# Description

This notobook simply demonstrades how to perform the Post-Traning-Quantization technique.

In [8]:
import os
os.environ['TF_CPP_MIN_LOG_LEVEL'] = '2' 
import random
random.seed(42)
import tensorflow as tf
gpus = tf.config.list_physical_devices('GPU')
if gpus:
    try: tf.config.experimental.set_memory_growth(gpus[0], True)
    except RuntimeError as e:   print(e)

import numpy as np
import pandas as pd
import matplotlib.pyplot as plt
from sklearn.model_selection import train_test_split

from tensorflow.keras.layers import Layer
from tensorflow.keras.models import Sequential
from tensorflow.keras.layers import Input, Dense, Flatten, Conv2D, MaxPooling2D, Dropout

In [6]:
(x_train, y_train), (x_test, y_test) = tf.keras.datasets.mnist.load_data()
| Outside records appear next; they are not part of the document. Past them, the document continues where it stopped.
//! Draw use-case service for recipes, restaurants and exercises.
//!
//! # Responsibility
//! - Fetch a whole catalog table, apply the caller's filter panel and draw.
//! - Derive recipe filter defaults from a saved user profile.
//! - Report live "how many match" counts for a filter panel.
//!
//! # Invariants
//! - Each call re-reads the table; nothing is cached between draws.
//! - A drawn record always passes every active filter group.

use crate::filter::facets::{recipe_filters, GROUP_ALLERGEN, GROUP_DIET, GROUP_GOAL};
use crate::filter::{draw, search_recipes, DrawOutcome, FilterError, FilterSet};
use crate::model::catalog::{Recipe, Restaurant, Sport};
use crate::model::profile::UserProfile;
use crate::repo::catalog_repo::{CatalogRepository, RecipeOrder};
use crate::repo::RepoResult;
use log::{debug, info};
use rand::Rng;

/// Match counts for a filter panel.
#[derive(Debug, Clone, Copy, PartialEq, Eq)]
pub struct FilterPreview {
    /// Rows in the table before filtering.
    pub catalog_size: usize,
    /// Rows passing every active group.
    pub eligible: usize,
}

/// Recipe-draw request: filter panel plus optional keyword narrowing.
#[derive(Debug, Clone, Default)]
pub struct RecipeDrawRequest {
    pub filters: FilterSet,
    /// Restricts the pool to recipes whose title or tags contain the term.
    pub search: Option<String>,
}

impl RecipeDrawRequest {
    pub fn new(filters: FilterSet) -> Self {
        Self {
            filters,
            search: None,
        }
    }

    pub fn with_search(mut self, term: impl Into<String>) -> Self {
        self.search = Some(term.into());
        self
    }
}

/// Builds the recipe panel pre-filled from a saved profile.
///
/// Goals and allergens are copied as-is; the diet habit becomes the diet
/// selection (the general-diet wildcard leaves that group inactive).
pub fn recipe_filters_for(profile: &UserProfile) -> Result<FilterSet, FilterError> {
    let mut filters = recipe_filters();
    filters.set_values(GROUP_GOAL, &profile.health_goals)?;
    filters.set_values(GROUP_ALLERGEN, &profile.allergens)?;
    filters.set_values(GROUP_DIET, [profile.dietary_habit.as_str()])?;
    Ok(filters)
}

/// Draw service facade over a catalog repository.
pub struct DrawService<C: CatalogRepository> {
    catalog: C,
}

impl<C: CatalogRepository> DrawService<C> {
    pub fn new(catalog: C) -> Self {
        Self { catalog }
    }

    /// Draws one recipe under `request`.
    pub fn draw_recipe<R>(
        &self,
        request: &RecipeDrawRequest,
        rng: &mut R,
    ) -> RepoResult<DrawOutcome<Recipe>>
    where
        R: Rng + ?Sized,
    {
        let pool = self.recipe_pool(request.search.as_deref())?;
        let outcome = draw(&pool, &request.filters, rng);
        log_outcome("recipe", &outcome);
        Ok(outcome)
    }

    /// Counts recipes matching `request` without drawing.
    pub fn preview_recipes(&self, request: &RecipeDrawRequest) -> RepoResult<FilterPreview> {
        let pool = self.recipe_pool(request.search.as_deref())?;
        Ok(FilterPreview {
            catalog_size: pool.len(),
            eligible: request.filters.count(&pool),
        })
    }

    pub fn draw_restaurant<R>(
        &self,
        filters: &FilterSet,
        rng: &mut R,
    ) -> RepoResult<DrawOutcome<Restaurant>>
    where
        R: Rng + ?Sized,
    {
        let restaurants = self.catalog.list_restaurants()?;
        let outcome = draw(&restaurants, filters, rng);
        log_outcome("restaurant", &outcome);
        Ok(outcome)
    }

    pub fn preview_restaurants(&self, filters: &FilterSet) -> RepoResult<FilterPreview> {
        let restaurants = self.catalog.list_restaurants()?;
        Ok(FilterPreview {
            catalog_size: restaurants.len(),
            eligible: filters.count(&restaurants),
        })
    }

    pub fn draw_sport<R>(&self, filters: &FilterSet, rng: &mut R) -> RepoResult<DrawOutcome<Sport>>
    where
        R: Rng + ?Sized,
    {
        let sports = self.catalog.list_sports()?;
        let outcome = draw(&sports, filters, rng);
        log_outcome("sport", &outcome);
        Ok(outcome)
    }

    pub fn preview_sports(&self, filters: &FilterSet) -> RepoResult<FilterPreview> {
        let sports = self.catalog.list_sports()?;
        Ok(FilterPreview {
            catalog_size: sports.len(),
            eligible: filters.count(&sports),
        })
    }

    fn recipe_pool(&self, search: Option<&str>) -> RepoResult<Vec<Recipe>> {
        let recipes = self.catalog.list_recipes(RecipeOrder::IdAsc)?;
        match search {
            Some(term) if !term.trim().is_empty() => {
                let matched: Vec<Recipe> = search_recipes(&recipes, term)
                    .into_iter()
                    .cloned()
                    .collect();
                debug!(
                    "event=recipe_search module=service status=ok total={} matched={}",
                    recipes.len(),
                    matched.len()
                );
                Ok(matched)
            }
            _ => Ok(recipes),
        }
    }
}

fn log_outcome<T>(domain: &str, outcome: &DrawOutcome<T>) {
    match outcome {
        DrawOutcome::Picked { eligible, .. } => {
            info!("event=draw module=service status=ok domain={domain} eligible={eligible}");
        }
        DrawOutcome::NoMatch { catalog_size } => {
            info!(
                "event=draw module=service status=no_match domain={domain} catalog_size={catalog_size}"
            );
        }
    }
}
# Normalize the data (between 0 and 1)
x_train, x_test = x_train / 255.0, x_test / 255.0

# Reshaped data to match the input shape of the Conv2D layer
x_train = x_train.reshape(-1, 28, 28, 1)
x_test = x_test.reshape(-1, 28, 28, 1)

In [14]:
# Custom Dense Layer
class CustomDense(Layer):
    def __init__(self, units, activation=None, quantized_type=tf.int8, quantized_technique='asymmetric'):
        super(CustomDense, self).__init__()
        self.units = units
        self.activation = tf.keras.activations.get(activation)
        self.quantized_type = quantized_type
        self.quantized_technique = quantized_technique  # symmetric or asymmetric

    def get_symmetric_quantize_matrix(self, x, target_dtype):
        # Define the range for target type
        qmin = tf.constant(target_dtype.min, dtype=tf.float32)
        qmax = tf.constant(target_dtype.max, dtype=tf.float32)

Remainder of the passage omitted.